Schneider schließt sich wohl dieser Meinung an und stellt fest: "Aus dem Wortlaut der Regelung des § 3 (1) FBUB 55 ergibt sich, dass der Betrieb versichert ist, womit Wechselwirkungsschäden zwischen Abteilungen des Betriebs gedeckt werden, nicht aber Wechselwirkungsschäden zwischen verschiedenen Betrieben desselben Eigentümers." Diese Auffassung steht im Widerspruch zur dargelegten Rechtsprechung des BGH, welche den Begriff des versicherten Betriebs als Unternehmen und wirtschaftliche Einheit definiert und der versicherte (Gesamt-)Betrieb somit aus vielen einzelnen Betrieben bestehen kann. Der Wortlaut der Regelung lässt die Schlussfolgerung von Schneider darüber hinaus gar nicht zu. Der Schaden muss gem. § 3 Abs. 1 FBUB 55 auf "einem" und nicht "dem" Grundstück stattfinden. Die von Schneider geforderte Auslegung des Begriffs Betrieb i.S. einer örtlichen Einheit wird von dem Wortlaut nicht gestützt, sondern vielmehr zurückgewiesen. Nichts anderes ergibt sich auch aus den FBUB 2008/2010. Vor diesem Hintergrund verdient die Umschreibung von Farny den Vorzug, der unter Wechselwirkungsschäden alle Fälle versteht, in denen der versicherte Betrieb aus mehreren räumlich, sachlich oder sogar rechtlich selbstständigen Einheiten besteht, so dass Sachschaden und Betriebsunterbrechung an einer Stelle eine weitere Betriebsunterbrechung an anderer Stelle des Unternehmens auslösen können.
Rz. 44
Eine abschließende Bewertung, inwieweit die Wechselwirkungsschäden eines Unternehmens mitversichert sind, kommt aber ohne die Würdigung der vertraglichen Gestaltung nicht aus.
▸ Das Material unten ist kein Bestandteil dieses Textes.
/// Configuration for a simulation run.
#[derive(Debug, Clone, PartialEq, Serialize, Deserialize)]
#[serde(default)]
pub struct SimConfig {
    // World
    /// RNG seed for deterministic simulation.
    pub seed: u64,
    /// Grid width in cells.
    pub width: u32,
    /// Grid height in cells.
    pub height: u32,
    /// Whether grid edges wrap around.
    pub toroidal: bool,

    // Initial population
    /// Number of agents created at world initialization.
    pub initial_agents: usize,
    /// Centre of the initial age distribution, in years.
    pub initial_age_median_years: f64,
    /// Standard deviation of the initial age distribution, in years.
    pub initial_age_spread_years: f64,
    /// Fraction of the initial population that starts infected.
    pub initial_infected_pct: f64,
    /// Energy of agents created at world initialization.
    pub initial_energy: f64,
    /// Maximum lifespan of agents created at world initialization.
    pub max_age_years: f64,

    // Time
    /// Ticks per second requested from a front end. Never read by systems.
    pub tick_rate_hz: u32,
    /// In-world time represented by one tick.
    pub time_unit: TimeUnit,

    // Resources
    /// Fraction of the gap to 1.0 regrown per tick.
    pub resource_regen_rate: f64,
    /// Target mean food level of the initial grid.
    pub initial_food_mean: f64,
    /// Fill the initial grid uniformly instead of with patches.
    pub initial_food_flat: bool,
    /// Backend used by the resource system.
    pub compute_backend: GridBackendKind,

    // Foraging and upkeep
    /// Smallest bite that counts as having eaten.
    pub min_eat_to_count: f64,
    /// Energy spent per year just staying alive.
    pub maintenance_energy_per_year: f64,

    // Reproduction
    /// Minimum age for both partners.
    pub maturity_age_years: f64,
    /// Minimum energy for both partners.
    pub reproduction_energy_min: f64,
    /// Energy each partner pays on a successful conception.
    pub reproduction_cost: f64,
    /// Years a partner must wait after a successful conception.
    pub reproduction_cooldown_years: f64,
    /// Energy of a newborn.
    pub child_energy: f64,
    /// Probability that an eligible pair conceives.
    pub reproduction_prob_per_meeting: f64,

    // Disease
    /// Annual probability that a healthy agent becomes infected.
    pub infection_annual_prob: f64,
    /// Energy drained per year of infection.
    pub disease_energy_loss_per_year: f64,
    /// Years of infection after which the disease can kill.
    pub disease_mortality_after_years: f64,
    /// Annual probability of dying once past the mortality onset.
    pub disease_mortality_annual_prob: f64,
    /// Years of infection after which recovery becomes possible.
    pub disease_recovery_after_years: f64,
    /// Annual probability of recovering once past the recovery threshold.
    pub disease_recovery_annual_prob: f64,

    // Conflict
    /// Hunger streak at which an agent turns violent.
    pub conflict_hunger_ticks: u32,
    /// Kill probability when a hungry agent meets a recent eater.
    pub conflict_kill_prob: f64,
    /// Kill probability when two hungry agents meet.
    pub conflict_kill_prob_hungry_pair: f64,
    /// Added kill probability for a weak victim.
    pub conflict_bonus_if_weak: f64,
    /// Energy below which a victim is weak.
    pub conflict_weak_energy_thresh: f64,
    /// Added kill probability when a strong eater is adjacent.
    pub conflict_bonus_if_strong: f64,
    /// Energy at or above which an eater is strong.
    pub conflict_strong_energy_thresh: f64,

    // Presentation
    /// Whether a front end flashes cells where conflict deaths happened.
    pub show_conflict_flash: bool,
    /// How long a conflict flash stays visible, in seconds.
    pub conflict_flash_duration_s: f64,
}
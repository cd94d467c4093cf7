use biotope_core::CoreError;

use crate::backend::BackendError;

/// Alias for `Result<T, SimError>`.
pub type SimResult<T> = Result<T, SimError>;

/// Errors surfaced by the simulation engine.
///
/// Backend failures inside a tick are recovered by the resource system and
/// never reach this type through [`crate::scheduler::Scheduler::step`]; the
/// variant exists for callers that drive a [`crate::backend::GridBackend`]
/// directly.
#[derive(Debug, thiserror::Error)]
pub enum SimError {
    /// Invalid configuration or broken population bookkeeping.
    #[error(transparent)]
    Core(#[from] CoreError),

    /// A grid backend could not complete its work.
    #[error("grid backend error: {0}")]
    Backend(#[from] BackendError),
}
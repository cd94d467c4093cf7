use std::fs;
use std::path::Path;

use biotope_core::SimConfig;

pub fn run(path: &Path) -> Result<(), String> {
    if path.exists() {
        return Err(format!("'{}' already exists", path.display()));
    }

    let body = SimConfig::default()
        .to_toml_string()
        .map_err(|e| format!("cannot render default config: {e}"))?;
    let content = format!(
        "# Biotope simulation parameters.\n\
         # Remove any line to fall back to its default.\n\n{body}"
    );
    fs::write(path, content).map_err(|e| format!("cannot write '{}': {e}", path.display()))?;

    println!("Created config '{}'", path.display());
    println!();
    println!("Get started:");
    println!("  biotope check {}", path.display());
    println!("  biotope run --config {}", path.display());

    Ok(())
}
use std::collections::BTreeMap;

use biotope_core::agent::{Agent, AgentId, Position};
use biotope_core::config::SimConfig;
use biotope_core::error::CoreError;
use biotope_core::grid::Topology;
use biotope_core::population::Population;

use crate::context::TickContext;
use crate::error::SimResult;
use crate::summary::DeathCause;
use crate::system::System;

/// What a hungry agent sees in the eight cells around it.
#[derive(Debug, Clone, Copy, Default, PartialEq, Eq)]
pub struct Neighborhood {
    /// Someone nearby ate recently.
    pub eater: bool,
    /// One of those eaters is at or above the strong-energy threshold.
    pub strong_eater: bool,
    /// Someone nearby is hungry too.
    pub hungry: bool,
}

/// Hungry agents may be killed when they end up next to a fed one, or,
/// less often, next to another hungry one.
///
/// Every agent whose hunger streak reached the threshold is evaluated once,
/// in id order, against the positions at the start of the system. Agents
/// killed here still count as neighbours for the rest of the pass.
#[derive(Debug, Clone, Copy, Default)]
pub struct ConflictSystem;

impl System for ConflictSystem {
    fn name(&self) -> &'static str {
        "conflict"
    }

    fn run(&self, ctx: &mut TickContext<'_>) -> SimResult<()> {
        let topology = ctx.world.topology();
        let (config, rng, _) = ctx.world.split_mut();
        let population = &mut *ctx.population;

        for agent in population.iter_mut() {
            agent.at_risk_conflict = false;
        }

        let cells = population.by_cell();
        let mut killed = Vec::new();

        for id in population.ids() {
            let agent = population.get(id).ok_or(CoreError::AgentNotFound(id))?;
            if agent.hunger_streak_ticks < config.conflict_hunger_ticks {
                continue;
            }
            let hood = scan(config, topology, &cells, population, agent);
            let Some(p) = kill_probability(config, agent.energy, hood) else {
                continue;
            };
            let position = agent.position;

            let agent = population
                .get_mut(id)
                .ok_or(CoreError::AgentNotFound(id))?;
            agent.at_risk_conflict = true;
            ctx.summary.conflicts += 1;

            if rng.chance(p) {
                tracing::trace!(agent = %id, x = position.x, y = position.y, "killed in conflict");
                killed.push(id);
                ctx.summary.conflict_positions.push(position);
                ctx.summary.deaths.record(DeathCause::Conflict);
            }
        }

        population.remove_all(&killed)?;
        Ok(())
    }
}

/// Look at every other agent in the cells around `agent`.
pub fn scan(
    config: &SimConfig,
    topology: Topology,
    cells: &BTreeMap<Position, Vec<AgentId>>,
    population: &Population,
    agent: &Agent,
) -> Neighborhood {
    let mut hood = Neighborhood::default();
    for cell in topology.neighbors(agent.position) {
        let Some(ids) = cells.get(&cell) else {
            continue;
        };
        for other in ids
            .iter()
            .filter(|&&other| other != agent.id)
            .filter_map(|&other| population.get(other))
        {
            if other.ate_recently() {
                hood.eater = true;
                if other.energy >= config.conflict_strong_energy_thresh {
                    hood.strong_eater = true;
                }
            }
            if other.hunger_streak_ticks >= config.conflict_hunger_ticks {
                hood.hungry = true;
            }
        }
    }
    hood
}

/// Probability that a hungry agent with `energy` dies, or `None` if its
/// neighbourhood gives no reason for a fight.
pub fn kill_probability(config: &SimConfig, energy: f64, hood: Neighborhood) -> Option<f64> {
    let mut p = if hood.eater {
        config.conflict_kill_prob
    } else if hood.hungry {
        config.conflict_kill_prob_hungry_pair
    } else {
        return None;
    };
    if energy < config.conflict_weak_energy_thresh {
        p += config.conflict_bonus_if_weak;
    }
    if hood.strong_eater {
        p += config.conflict_bonus_if_strong;
    }
    Some(p.clamp(0.0, 1.0))
}
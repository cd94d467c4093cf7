use crate::config::SimConfig;
use crate::error::{CoreError, CoreResult};
use crate::grid::{ResourceGrid, Topology};
use crate::rng::SimRng;

/// The shared environment: configuration, randomness, and the resource grid.
///
/// Systems only read the configuration. It changes between ticks through
/// [`World::reconfigure`], or by building a new world when the grid shape
/// changes.
#[derive(Debug, Clone)]
pub struct World {
    config: SimConfig,
    /// The only randomness source systems may draw from.
    pub rng: SimRng,
    /// Food per cell.
    pub grid: ResourceGrid,
}

impl World {
    /// Assemble a world from already-initialized parts.
    ///
    /// Fails if the configuration does not validate or the grid does not
    /// match the configured dimensions.
    pub fn from_parts(config: SimConfig, rng: SimRng, grid: ResourceGrid) -> CoreResult<Self> {
        config.validate()?;
        if grid.width() != config.width || grid.height() != config.height {
            return Err(CoreError::GridMismatch {
                width: config.width,
                height: config.height,
                actual_width: grid.width(),
                actual_height: grid.height(),
            });
        }
        tracing::info!(
            seed = config.seed,
            width = config.width,
            height = config.height,
            toroidal = config.toroidal,
            "world created"
        );
        Ok(Self { config, rng, grid })
    }

    /// The configuration systems read this tick.
    pub fn config(&self) -> &SimConfig {
        &self.config
    }

    /// Grid shape and edge behaviour.
    pub fn topology(&self) -> Topology {
        Topology::new(self.config.width, self.config.height, self.config.toroidal)
    }

    /// Years represented by one tick.
    pub fn years_per_tick(&self) -> f64 {
        self.config.years_per_tick()
    }

    /// Borrow configuration, RNG and grid separately so a system can read
    /// parameters while drawing and writing.
    pub fn split_mut(&mut self) -> (&SimConfig, &mut SimRng, &mut ResourceGrid) {
        (&self.config, &mut self.rng, &mut self.grid)
    }

    /// Swap in a configuration that keeps the grid shape, leaving the grid
    /// and RNG position as they are. On error the world is unchanged.
    pub fn reconfigure(&mut self, config: SimConfig) -> CoreResult<()> {
        config.validate()?;
        if config.width != self.grid.width() || config.height != self.grid.height() {
            return Err(CoreError::GridMismatch {
                width: config.width,
                height: config.height,
                actual_width: self.grid.width(),
                actual_height: self.grid.height(),
            });
        }
        self.config = config;
        Ok(())
    }
}
//! Headless command-line runner for the Biotope life simulation.

mod commands;

use std::path::PathBuf;
use std::process;

use clap::{ArgAction, Parser, Subcommand};
use tracing_subscriber::EnvFilter;

use biotope_core::TimeUnit;

#[derive(Parser)]
#[command(
    name = "biotope",
    about = "Biotope: a deterministic agent-based life simulation",
    version,
    propagate_version = true
)]
struct Cli {
    /// Increase log output on stderr (-v info, -vv debug, -vvv trace).
    /// `RUST_LOG` takes precedence when set.
    #[arg(short, long, action = ArgAction::Count, global = true)]
    verbose: u8,

    #[command(subcommand)]
    command: Commands,
}

#[derive(Subcommand)]
enum Commands {
    /// Run the simulation headless and report statistics
    Run {
        /// Number of ticks to simulate
        #[arg(short, long, default_value = "120")]
        ticks: u64,

        /// Configuration file (TOML); defaults are used when omitted
        #[arg(short, long)]
        config: Option<PathBuf>,

        /// RNG seed, overriding the configuration
        #[arg(short, long)]
        seed: Option<u64>,

        /// Time per tick: year, month or day
        #[arg(long)]
        time_unit: Option<TimeUnit>,

        /// Starting population, overriding the configuration
        #[arg(short, long)]
        agents: Option<usize>,

        /// Compute resource regrowth on the worker pool
        #[arg(long)]
        parallel: bool,

        /// Report every N ticks
        #[arg(short, long, default_value = "12")]
        every: u64,

        /// Print one JSON object per reported tick instead of a table
        #[arg(long)]
        json: bool,
    },

    /// Write a configuration file with every parameter at its default
    Init {
        /// Where to write the file
        #[arg(default_value = "biotope.toml")]
        path: PathBuf,
    },

    /// Validate a configuration file
    Check {
        /// Configuration file to check
        path: PathBuf,
    },
}

fn init_tracing(verbose: u8) {
    let level = match verbose {
        0 => "warn",
        1 => "info",
        2 => "debug",
        _ => "trace",
    };
    let filter = EnvFilter::try_from_default_env().unwrap_or_else(|_| EnvFilter::new(level));
    let _ = tracing_subscriber::fmt()
        .with_env_filter(filter)
        .with_writer(std::io::stderr)
        .try_init();
}

fn main() {
    let cli = Cli::parse();
    init_tracing(cli.verbose);

    let result = match cli.command {
        Commands::Run {
            ticks,
            config,
            seed,
            time_unit,
            agents,
            parallel,
            every,
            json,
        } => commands::run::run(&commands::run::RunOptions {
            ticks,
            config,
            seed,
            time_unit,
            agents,
            parallel,
            every,
            json,
        }),
        Commands::Init { path } => commands::init::run(&path),
        Commands::Check { path } => commands::check::run(&path),
    };

    if let Err(e) = result {
        eprintln!("error: {e}");
        process::exit(1);
    }
}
Sind die einzelnen Betriebe, die einem Unternehmen als wirtschaftliche Einheit zugehörig sind, im Rahmen eigenständiger Versicherungsverträge versichert, so begrenzt die Vertragseinheit die wirtschaftliche Einheit, die als versicherter Betrieb identifiziert werden kann; aus den Wechselwirkungsschäden werden sodann Rückwirkungsschäden (vgl. Rdn 39). Hieraus kann eine signifikante Reduzierung des Versicherungsschutzes folgen, so dass es zu deren Vermeidung übliche Praxis ist, sämtliche Betriebe einer Unternehmensgruppe über einen Vertrag zu versichern, damit untereinander bestehende Abhängigkeiten als Wechselwirkungsschäden zu klassifizieren und somit ohne Einschränkung abzusichern.